Они вышли возле школы. Здесь, на окраине, снега было больше, от него вечер казался не таким темным. Айна с Давидом обошли большие неосвященные здания, за школой был огромный двор, оттуда слышались звонкие голоса. Они свернули и вышли на улицу с одинаковыми длинными домами в четыре этажа, расположенные странно – не примыкая друг к другу, как в центре, а каждый отдельно, торцом к улице. Давид держал Айну за руку и чувствовал, что она нервничает.
– Не бойся, они хорошие, они друзья.
Их уже ждали, им обрадовались, и Давид обрадовался, только Айна, он видел, волновалась. Борис, забирая у Айны шубку, сказал:
– Какая маленькая!
Было непонятно, говорит он про шубку или про ее хозяйку. Айна засмущалась еще больше, но Рая увела ее в комнату, посмотреть на малыша. Давид с Борисом пошли в кухню. Комната и кухня выходили на разные стороны улицы. Кухня была большая, со столовой, отделенной, с одной стороны, буфетом. Получалось как бы две комнаты. В столовой стоял уже накрытый стол с маленькой ханукиёй посредине.
Борис был старше всего на пару лет, но казался Давиду много взрослей и опытней по жизни. Жена его, Рая, пережила концлагерь, ее привезли в 45-м году из Любека на корабле Красного креста. Тогда в Швецию привезли много освобожденных изможденных женщин, и Давид в тайне надеялся, что найдет среди них маму.
Все сели за стол, Рая вынула свечку из середины подсвечника и зажгла ее, а потом от нее зажгла крайнюю свечу.
– Расскажите про Хануку, – попросила Айна, и Давид обрадовался, что она осмелела и перестала волноваться.
Борис с удивлением посмотрел на Давида, но стал рассказывать:
– Ханука – праздник свечей, радости и света. Когда-то в древности враги осквернили иудейский храм в Иерусалиме. Когда евреи, погнав врагов, вернулись в храм, масла для светильников там оставалось только на один день. Но свершилось чудо и его хватило на 8 дней – столько нужно для приготовления нового масла. С тех пор ежегодно мы празднуем это, зажигая каждый вечер по одной свече в течение восьми дней.
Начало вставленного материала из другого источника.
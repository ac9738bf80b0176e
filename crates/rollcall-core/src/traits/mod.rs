//! Repository traits (ports)

pub mod repositories;

pub use repositories::{MemberRepository, RepoResult, SessionRepository};
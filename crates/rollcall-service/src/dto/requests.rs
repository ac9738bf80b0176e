//! Request DTOs for service operations
//!
//! All request DTOs implement `Deserialize` and `Validate` for input validation.

use serde::Deserialize;
use validator::Validate;

use rollcall_core::{AttendanceStatus, DayKey, MemberRole};

/// Register a new roster member
///
/// `role` and `default_status` fall back to `member` / `present` when
/// omitted; `category` is only meaningful when `role` is officer.
#[derive(Debug, Clone, Deserialize, Validate)]
pub struct NewMemberRequest {
    #[validate(length(min = 1, max = 100, message = "Name must be 1-100 characters"))]
    pub name: String,

    #[serde(default)]
    pub role: MemberRole,

    #[validate(length(max = 100, message = "Category must be at most 100 characters"))]
    pub category: Option<String>,

    #[serde(default)]
    pub default_status: AttendanceStatus,
}

/// Archive the current roster as one immutable session
#[derive(Debug, Clone, Deserialize, Validate)]
pub struct NewSessionRequest {
    #[validate(length(min = 1, max = 150, message = "Title must be 1-150 characters"))]
    pub title: String,

    #[validate(length(min = 1, max = 150, message = "Location must be 1-150 characters"))]
    pub location: String,

    /// Calendar day the quota is counted against
    pub day_key: DayKey,
}
//! Mappers converting domain entities to response DTOs

use rollcall_core::{ArchiveEntry, AttendanceSnapshot, Member, StatusTally};

use super::responses::{ArchiveEntryResponse, MemberResponse, SnapshotResponse, TallyResponse};

impl From<&Member> for MemberResponse {
    fn from(member: &Member) -> Self {
        Self {
            id: member.id.to_string(),
            name: member.name.clone(),
            role: member.role.to_string(),
            category: member.category.clone(),
            default_status: member.default_status.to_string(),
            created_at: member.created_at,
        }
    }
}

impl From<Member> for MemberResponse {
    fn from(member: Member) -> Self {
        Self::from(&member)
    }
}

impl From<&ArchiveEntry> for ArchiveEntryResponse {
    fn from(entry: &ArchiveEntry) -> Self {
        Self {
            id: entry.id.to_string(),
            title: entry.title.clone(),
            location: entry.location.clone(),
            day_key: entry.day_key.to_string(),
            created_at: entry.created_at,
        }
    }
}

impl From<ArchiveEntry> for ArchiveEntryResponse {
    fn from(entry: ArchiveEntry) -> Self {
        Self::from(&entry)
    }
}

impl From<&AttendanceSnapshot> for SnapshotResponse {
    fn from(snapshot: &AttendanceSnapshot) -> Self {
        Self {
            id: snapshot.id.to_string(),
            name: snapshot.name.clone(),
            category: snapshot.category.clone(),
            status: snapshot.status.to_string(),
            recorded_at: snapshot.recorded_at,
        }
    }
}

impl From<&StatusTally> for TallyResponse {
    fn from(tally: &StatusTally) -> Self {
        Self {
            present: tally.present,
            excused: tally.excused,
            sick: tally.sick,
            unexcused: tally.unexcused,
            total: tally.total(),
        }
    }
}
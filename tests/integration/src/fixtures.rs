//! Test fixtures and data generators
//!
//! Provides reusable test data for integration tests.

use std::sync::atomic::{AtomicU64, Ordering};

use rollcall_core::{AttendanceStatus, DayKey, MemberRole};
use rollcall_service::dto::{NewMemberRequest, NewSessionRequest};

/// Counter for unique test data
static COUNTER: AtomicU64 = AtomicU64::new(1);

/// Get a unique suffix for test data
pub fn unique_suffix() -> u64 {
    COUNTER.fetch_add(1, Ordering::SeqCst)
}

/// A plain member registration with a unique name
pub fn member_request() -> NewMemberRequest {
    let suffix = unique_suffix();
    NewMemberRequest {
        name: format!("Warga {suffix}"),
        role: MemberRole::Member,
        category: None,
        default_status: AttendanceStatus::Present,
    }
}

/// A member registration with a fixed name and default status
pub fn member_named(name: &str, default_status: AttendanceStatus) -> NewMemberRequest {
    NewMemberRequest {
        name: name.to_string(),
        role: MemberRole::Member,
        category: None,
        default_status,
    }
}

/// An officer registration with the given category
pub fn officer_named(name: &str, category: &str) -> NewMemberRequest {
    NewMemberRequest {
        name: name.to_string(),
        role: MemberRole::Officer,
        category: Some(category.to_string()),
        default_status: AttendanceStatus::Present,
    }
}

/// A session archival request with a unique title
pub fn session_request(day: &str) -> NewSessionRequest {
    let suffix = unique_suffix();
    NewSessionRequest {
        title: format!("Rapat {suffix}"),
        location: "Balai Warga".to_string(),
        day_key: DayKey::parse(day).expect("valid day key"),
    }
}

/// A session archival request with a fixed title
pub fn session_titled(title: &str, day: &str) -> NewSessionRequest {
    NewSessionRequest {
        title: title.to_string(),
        location: "Balai Warga".to_string(),
        day_key: DayKey::parse(day).expect("valid day key"),
    }
}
– А почему свечей девять? – спросила Айна.
– Это рабочая свеча, ею зажигают остальные, – объяснила Рая. – Теперь поставим на окно, надо делиться чудом, так меня учила бабушка.
Рая взяла ханукию и отнесла на окно. Потом достала противень с горячими картофельными оладьями.
– «Ханука» значит «освещение, обновление». И новоселье тоже, – сказал Борис. – В детстве это был самый любимый мой праздник. Мы получали «ханука-гелт» – ханукальные деньги, обычно мелочь, но иногда ее набиралось довольно много. На эти деньги играли в дрейдл – ханукальный волчок.
Пока девушки накрывали чай, Давид с Борисом вышли на маленький балкончик. Они прошли через комнату, где из мебели была только детская кроватка и большой матрас на полу. На стене над матрасом висела в раме большая фотография Бориса с Раей, сделанная в ателье. Сбоку в раму было вставлено маленькое фото родителей Бориса. Давид его помнил, мало у кого из ребят сохранились фотографии родителей. Это было счастье иметь память о доме.
У Давида от прежней жизни остались только папины ложки и бабушкины салфетки, в которые они были завернуты. Иногда Давид доставал одну ложку, разглядывал рельефные украшения, ощупывал как слепец все изгибы. Однажды штурман застал его за этим и удивился, откуда у Давида «такая дорогая штучка, за которую любой ювелир отвалит кучу монет». И еще спросил, как это у него не украли?
Украли? Давид даже представить такого не мог. Где? В Толларпе? Зачем детям, запуганным погромом, оторванным от семьи, в деревенском детском доме в чужой стране, без знания языка воровать серебряные ложки? В дороге он не выпускал чемодана из рук, просто боялся потерять, о ворах даже не думал. В Упсале они все – 15 мальчишек и женщина – директор, завхоз и воспитатель в одном лице, тоже беженка, относились очень бережно ко всему домашнему, что удалось провезти и сохранить. Один старший мальчик сказал Давиду, что такие приборы называются «фамильным серебром» и передаются из поколения в поколение. Может быть, папа потому положил их в чемодан.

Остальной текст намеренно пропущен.